Generated by GPT-5-mini| Three-term recurrence | |
|---|---|
| Name | Three-term recurrence |
| Field | Mathematics |
| Related | Linear algebra; Numerical analysis; Orthogonal polynomials |
| Notation | an = bnan−1 + cnan−2 |
Three-term recurrence. Three-term recurrence relations appear across mathematics and applied science, connecting sequences in combinatorics, numerical analysis, and mathematical physics. They underlie computational algorithms used in approximation theory, spectral methods, and quantum mechanics, and appear in classical works by Euler, Gauss, and Sturm. Prominent occurrences include recurrence relations for Chebyshev, Legendre, and Hermite polynomials, and implementations in Lanczos and Golub methods for eigenproblems.
A three-term recurrence is an identity relating three successive terms of a sequence, typically written with coefficients that may depend on the index. Classic examples include the recurrence for Fibonacci numbers in combinatorics, the recurrence for Legendre polynomials in special function theory, and the three-term relations satisfied by Hermite polynomials and Chebyshev polynomials of the first kind. Historical instances arise in the work of Leonhard Euler, Carl Friedrich Gauss, and Jacques Sturm, and practical examples appear in algorithms by Cornelius Lanczos and Gene H. Golub. In physics, three-term recurrences occur in the radial equations studied by Erwin Schrödinger and in continued-fraction expansions used by Lord Rayleigh.
Linear three-term recurrences have the form an = αn an−1 + βn an−2 with scalar or matrix coefficients and arise in linear difference equations and matrix eigenvalue problems. They are central to the Lanczos tridiagonalization procedure associated with John von Neumann’s spectral investigations and with the Golub–Kahan bidiagonalization related to James H. Wilkinson’s numerical linear algebra. Matrix interpretations connect to tridiagonal matrices studied by Issai Schur and to Jacobi matrices appearing in the theory developed by Carl Gustav Jacobi and Tikhonov-regularization contexts influenced by Andrey Tikhonov.
When coefficients are constant, solutions follow from a quadratic characteristic equation whose roots determine closed-form expressions via linear combinations, a method dating to Augustin-Louis Cauchy and refined by Gaspard Monge. For variable coefficients, solution techniques invoke continued fractions as in the works of Adrien-Marie Legendre and Niels Henrik Abel, spectral theory of David Hilbert and John von Neumann, and asymptotic methods from S. R. Srinivasa Varadhan and Harold Jeffreys. Connections to resolvent operators and Green’s functions echo developments by George B. Arfken and Morse and Feshbach in mathematical physics.
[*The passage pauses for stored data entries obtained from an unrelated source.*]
/// Defines the response of a POST /enqueue REST API call.
#[derive(Clone, Debug, Serialize, Deserialize)]
#[serde(rename_all = "camelCase")]
pub struct EnqueueResponse {
    /// The bech32 address.
    pub address: String,
    /// The number of waiting requests in the queue.
    pub waiting_requests: usize,
}

/// Issues transactions to users that requested funds via the REST endpoint.
pub struct Faucet {
    ledger: Arc<dyn LedgerClient>,
    address: Ed25519Address,
    protocol_parameters: ProtocolParameters,
    options: FaucetOptions,
    events: FaucetEvents,
    metrics: Arc<FaucetMetrics>,

    state: RwLock<FaucetState>,
    queue_tx: mpsc::Sender<Arc<QueuedRequest>>,
    // only the batcher receives; the mutex makes that exclusivity explicit
    queue_rx: Mutex<mpsc::Receiver<Arc<QueuedRequest>>>,
    flush_tx: mpsc::Sender<()>,
    flush_rx: Mutex<mpsc::Receiver<()>>,
}

impl Faucet {
    pub fn new(
        ledger: Arc<dyn LedgerClient>,
        address: Ed25519Address,
        protocol_parameters: ProtocolParameters,
        options: FaucetOptions,
        metrics: Arc<FaucetMetrics>,
    ) -> Self {
        let (queue_tx, queue_rx) = mpsc::channel(options.queue_capacity);
        let (flush_tx, flush_rx) = mpsc::channel(1);
        Self {
            ledger,
            address,
            protocol_parameters,
            options,
            events: FaucetEvents::new(),
            metrics,
            state: RwLock::new(FaucetState {
                faucet_balance: 0,
                queue_map: HashMap::new(),
                pending_transaction: None,
            }),
            queue_tx,
            queue_rx: Mutex::new(queue_rx),
            flush_tx,
            flush_rx: Mutex::new(flush_rx),
        }
    }

    /// The canonical empty basic output used to size the storage deposit
    /// reserved for the future remainder output.
    pub(crate) fn empty_remainder_output() -> BasicOutput {
        BasicOutput::default()
    }

    /// Returns the health status of the faucet.
    pub async fn is_healthy(&self) -> bool {
        self.ledger.is_node_healthy().await
    }

    /// The deposit address of the faucet.
    pub fn address(&self) -> &Ed25519Address {
        &self.address
    }

    pub fn events(&self) -> &FaucetEvents {
        &self.events
    }

    /// Returns the used faucet address and remaining balance.
    pub async fn info(&self) -> InfoResponse {
        let balance = self.state.read().await.faucet_balance;
        InfoResponse {
            is_healthy: self.ledger.is_node_healthy().await,
            address: self.address.to_bech32(&self.protocol_parameters.bech32_hrp),
            balance,
            token_name: self.options.token_name.clone(),
            bech32_hrp: self.protocol_parameters.bech32_hrp.clone(),
        }
    }

    /// Adds a new faucet request to the queue.
    pub async fn enqueue(&self, bech32_address: &str) -> FaucetResult<EnqueueResponse> {
        let address = self.parse_bech32_address(bech32_address)?;

        if !self.ledger.is_node_healthy().await {
            return Err(FaucetError::NodeUnhealthy);
        }

        if self.is_already_in_queue(bech32_address).await {
            return Err(FaucetError::AlreadyInQueue);
        }

        let mut base_token_amount = self.options.base_token_amount;
        // a failing balance query is not fatal for admission, the standard
        // amount is used in that case
        if let Ok(balance) = self
            .ledger
            .compute_unlockable_address_balance(&address)
            .await
        {
            if balance >= self.options.base_token_amount {
                base_token_amount = self.options.base_token_amount_small;

                if balance >= self.options.base_token_amount_max_target {
                    return Err(FaucetError::EnoughFundsOnAddress);
                }
            }
        }

        // we already need to lock here to read the correct faucet balance
        // and to add the request to the queue map
        let mut state = self.state.write().await;

        // the read-locked check above can race with a concurrent admission
        // of the same address, the write lock settles it
        if state.queue_map.contains_key(bech32_address) {
            return Err(FaucetError::AlreadyInQueue);
        }

        if base_token_amount > state.faucet_balance {
            return Err(FaucetError::InsufficientFaucetFunds);
        }

        let request = Arc::new(QueuedRequest {
            bech32: bech32_address.to_string(),
            address,
            amount: base_token_amount,
        });

        match self.queue_tx.try_send(request.clone()) {
            Ok(()) => {
                state.faucet_balance -= base_token_amount;
                state
                    .queue_map
                    .insert(bech32_address.to_string(), request);
                self.metrics.faucet_balance.set(state.faucet_balance as i64);
                self.metrics.queued_requests.set(state.queue_map.len() as i64);

                Ok(EnqueueResponse {
                    address: bech32_address.to_string(),
                    waiting_requests: state.queue_map.len(),
                })
            }
            Err(_) => Err(FaucetError::QueueFull),
        }
    }

    /// Stops the current batching of faucet requests.
    pub fn flush_requests(&self) {
        // a single token is enough, an already-signaled flush is a no-op
        let _ = self.flush_tx.try_send(());
    }

    /// The number of queued or in-flight requests.
    pub async fn queue_depth(&self) -> usize {
        self.state.read().await.queue_map.len()
    }

    pub(crate) fn log_soft_error(&self, err: FaucetError) {
        warn!("{err}");
        self.metrics.soft_errors.inc();
        self.events.emit_soft_error(err.to_string());
    }

    fn parse_bech32_address(&self, bech32_address: &str) -> FaucetResult<Ed25519Address> {
        let (hrp, address) = Ed25519Address::from_bech32(bech32_address)
            .map_err(|e| FaucetError::InvalidAddress(e.to_string()))?;
        if hrp != self.protocol_parameters.bech32_hrp {
            return Err(FaucetError::InvalidAddress(format!(
                "address does not start with \"{}\"",
                self.protocol_parameters.bech32_hrp
            )));
        }
        Ok(address)
    }

    async fn is_already_in_queue(&self, bech32_address: &str) -> bool {
        self.state.read().await.queue_map.contains_key(bech32_address)
    }

    /// Collects the faucet's unspent outputs and computes the spendable
    /// balance: the raw sum minus the storage deposit reserved for the
    /// remainder output minus all currently queued commitments.
    ///
    /// The caller must hold the write lock: the queue map is read here and
    /// the result is published to shared state without interleaving.
    pub(crate) async fn collect_outputs_and_balance_without_locking(
        &self,
        state: &FaucetState,
    ) -> FaucetResult<(Vec<UnspentOutput>, BaseToken)> {
        let unspent_outputs = self.ledger.collect_unlockable_outputs().await?;

        let mut balance: BaseToken = 0;
        for unspent_output in &unspent_outputs {
            balance = balance.saturating_add(unspent_output.output.amount);
        }

        let queued_balance: BaseToken = state
            .queue_map
            .values()
            .map(|request| request.amount)
            .sum();

        // reserve the storage deposit for a simple basic output, which
        // simplifies the remainder handling
        let min_storage_deposit = self
            .protocol_parameters
            .min_storage_deposit(&Self::empty_remainder_output());

        balance = balance.saturating_sub(min_storage_deposit);
        balance = balance.saturating_sub(queued_balance);

        Ok((unspent_outputs, balance))
    }

    /// Computes the initial faucet balance. A failure here is fatal.
    pub(crate) async fn compute_and_set_initial_balance(&self) -> FaucetResult<()> {
        let mut state = self.state.write().await;
        let (_, balance) = self
            .collect_outputs_and_balance_without_locking(&state)
            .await?;
        state.faucet_balance = balance;
        self.metrics.faucet_balance.set(balance as i64);
        Ok(())
    }

    /// Clears a request from the address index so the address can request
    /// funds again. Write lock must be held by the caller.
    pub(crate) fn clear_request_without_locking(
        &self,
        state: &mut FaucetState,
        request: &QueuedRequest,
    ) {
        state.queue_map.remove(&request.bech32);
        self.metrics.queued_requests.set(state.queue_map.len() as i64);
    }

    /// Adds requests back to the queue. If the queue is full the request is
    /// dropped from the address index so the user can request again.
    /// Write lock must be held by the caller.
    pub(crate) fn readd_requests_without_locking(
        &self,
        state: &mut FaucetState,
        requests: Vec<Arc<QueuedRequest>>,
    ) {
        for request in requests {
            if let Err(mpsc::error::TrySendError::Full(request)) =
                self.queue_tx.try_send(request)
            {
                warn!(
                    "queue full, dropping request for {} instead of re-adding it",
                    request.bech32
                );
                self.clear_request_without_locking(state, &request);
            }
        }
    }

    /// Drops the batched requests of the pending transaction and frees the
    /// pending slot. Write lock must be held by the caller.
    pub(crate) fn clear_pending_requests_without_locking(&self, state: &mut FaucetState) {
        if let Some(pending) = state.pending_transaction.take() {
            for request in &pending.batched_requests {
                self.clear_request_without_locking(state, request);
            }
        }
    }

    /// Returns the batched requests of the pending transaction to the queue
    /// and frees the pending slot. Write lock must be held by the caller.
    pub(crate) fn readd_pending_requests_without_locking(&self, state: &mut FaucetState) {
        if let Some(pending) = state.pending_transaction.take() {
            self.readd_requests_without_locking(state, pending.batched_requests);
        }
    }
}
Orthogonal polynomial systems satisfy three-term recurrences with recurrence coefficients determined by moment functionals and measures studied by Pafnuty Chebyshev, S. N. Bernstein, and Marcel Riesz. The Favard theorem, associated with Jean Favard and furthered by M. G. Kreĭn, characterizes such sequences via Jacobi matrices linked to spectral theorems of Frigyes Riesz and John von Neumann. Applications span Gaussian quadrature developed by Carl Friedrich Gauss and matrix approximation techniques used in computational physics by Richard Feynman and Enrico Fermi; specific families include Laguerre polynomials, Gegenbauer polynomials, and Jacobi polynomials used in models by Pierre-Simon Laplace and J. Willard Gibbs.
Numerical treatment of three-term recurrences appears in algorithms by Gene H. Golub, Cornelius Lanczos, and James Demmel for eigenvalue computation and in quadrature routines used in software from the Numerical Algorithms Group and libraries arising from Netlib. Stability analysis leverages backward error techniques advanced by Higham and perturbation theory from T. Kato, while forward error bounds reflect work by Alston Householder and Wilkinson. Practical concerns include underflow and overflow in floating-point arithmetic standardized by IEEE 754 and iterative refinement methods inspired by Richard Brent and H. Rutishauser.
Generalizations extend to k-term recurrences, nonlinear recurrences, and matrix-valued recurrences studied by Issai Schur and contemporary researchers in integrable systems such as Mikhail S. Adler and Pierre van Moerbeke. Higher-order linear recurrences connect to companion matrices explored by Eugène Catalan and control theory frameworks influenced by Rudolf E. Kálmán and Norbert Wiener. Nonlinear discrete analogues appear in the theory of discrete Painlevé equations and in dynamical systems investigated by Henri Poincaré and Mitchell Feigenbaum.